Archive for June 2009
Troubleshooting 21025 events – part 2 the RMS case
As Daniele pointed out in the article (Troubleshooting 21025 events – Part 1 evidence) 21025 events on the RMS are bad. In one of our SCOM 2007 R2 environment we observed an high number of those events on the RSM and an impact on the scalability of that infrastructure. So I decided to try to investigate the cause of this unusual number of 21025 events on that specific RSM. I started looking at OpsMgrTrace but with more than 450 agents it was difficult to understand what was going on because of the size of the trace. Fortunately in that environment agents communicate with RMS trough 10 gateways, so i stopped 9 gateways having only 15 agents active during my tests. Looking inside the trace I found the line in which OpsMgr Config Service forces RMS Health Service to Update his configuration :
[ConfigService] [] [Information] :HealthService.HealthServiceState.OnDirty{healthservice_cs1253}( 0000000000C1324E )Logging event 29102 from source OpsMgr Config Service with severity Information and description Configuration state of OpsMgr Health Service {e365284c-48ac-b6d5-0138-0222a107ac46} running on myrms.mydomain.mycountry may be out of date. It should contact OpsMgr Config Service to synchronize its configuration state.

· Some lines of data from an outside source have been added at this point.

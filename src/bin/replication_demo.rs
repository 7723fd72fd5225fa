//!
//! `replication_demo` runs the full read/write split walkthrough:
//! - basic demo: one write to the primary, read back from the standby;
//! - performance test: timed write/read pairs and their averages;
//! - consistency check: a burst of tagged writes, all expected on the standby.
//!
//! The last two only run if the basic demo succeeded.
//!
use std::process::exit;

use anyhow::{Context, Result};
use clap::Arg;
use tracing::{error, info};

use replication_tools::config::ClusterConfig;
use replication_tools::demo::{DemoTimings, ReplicationDemo};
use replication_tools::logger::*;
use replication_tools::replication::ReplicationDatabase;

fn main() -> Result<()> {
    init_logger(DEFAULT_LOG_LEVEL)?;
    let matches = cli().get_matches();

    let iterations = *matches
        .get_one::<usize>("iterations")
        .context("iterations has a default")?;
    let writes = *matches
        .get_one::<usize>("consistency-writes")
        .context("consistency-writes has a default")?;

    let conf = ClusterConfig::from_env()?;
    let db = match ReplicationDatabase::connect(&conf) {
        Ok(db) => db,
        Err(e) => {
            error!("{e:#}");
            println!("❌ demo initialization failed: {e:#}");
            exit(1)
        }
    };
    let mut demo = ReplicationDemo::new(db, DemoTimings::default());

    println!("🎯 PostgreSQL read/write split demo");
    println!("🔗 verifying replication in the container environment");

    if !demo.run_basic_demo() {
        println!("\n❌ basic demo failed, skipping the remaining tests");
        exit(1)
    }

    let perf = demo.run_performance_test(iterations);
    info!(
        writes = perf.write_times.len(),
        reads = perf.read_times.len(),
        "performance test finished"
    );

    let consistency = demo.run_data_consistency_check(writes);

    println!("\n🎉 all demos finished");
    println!("📋 covered:");
    println!("   ✅ basic read/write split");
    println!("   ✅ performance measurement");
    println!("   ✅ data consistency check");
    println!("   ✅ replication monitoring");

    exit(if consistency.passed() { 0 } else { 1 })
}

fn cli() -> clap::Command {
    let version = option_env!("CARGO_PKG_VERSION").unwrap_or("unknown");
    clap::Command::new("replication_demo")
        .version(version)
        .about("Read/write split demo against a primary/standby pair")
        .arg(
            Arg::new("iterations")
                .short('n')
                .long("iterations")
                .value_name("COUNT")
                .help("Number of timed write/read pairs")
                .default_value("3")
                .value_parser(clap::value_parser!(usize)),
        )
        .arg(
            Arg::new("consistency-writes")
                .long("consistency-writes")
                .value_name("COUNT")
                .help("Number of tagged rows written by the consistency check")
                .default_value("3")
                .value_parser(clap::value_parser!(usize)),
        )
}

#[test]
fn verify_cli() {
    cli().debug_assert()
}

[ConfigService] [] [Information] :StateManager.CollectDirty{statemanager_cs39}( 0000000001F5D7C3 )State=e365284c-48ac-b6d5-0138-0222a107ac46 is dirty
some lines above, I found an entry that seems interesting :
[Bid2Etw_Mom_Dal_1_Trace] [] [Information] :{Information_TextW} Query definition name = ConfigServiceNotification command text = dbo.p_ConfigServiceNotifications
[ConfigService] [] [Information] :ConfigurationChangeSetProvider.UpdateQueryTimestampFromResults{configurationchangesetprovider_cs595}( 0000000003BFFBB0 )Timestamp = 6/28/2009 9:35:49 PM.
[ConfigService] [] [Information] :DatabaseAccessor.NotifyOnChanges{databasenotification_cs329}( 0000000000BF3DF8 )Firing change notification.
I stated looking at the stored procedure dbo.p_ConfigServiceNotifications and IMO it is used to find if something is changed in the environment (Discovery data, ,Relationship, MPs, Rules , Monitor targeted types, Credential Manager Secure Storage, Secure StorageSecure Reference) that need to be notified to the Config Service. I used SQL Profiler to trace the call to this SP and I found that is executed every 30 seconds with parameters similar to the followings :
declare @p3 bit
set @p3=1
exec dbo.p_ConfigServiceNotifications @IsBootStrap=0,@TimeOfLastNotification='2009-06-28 20:44:04:287',@IsDataReliable=@p3 output
select @p3
I used that stored procedure to check if I was able to understand what was changing in that environment that creates an event 21025 on the RMS.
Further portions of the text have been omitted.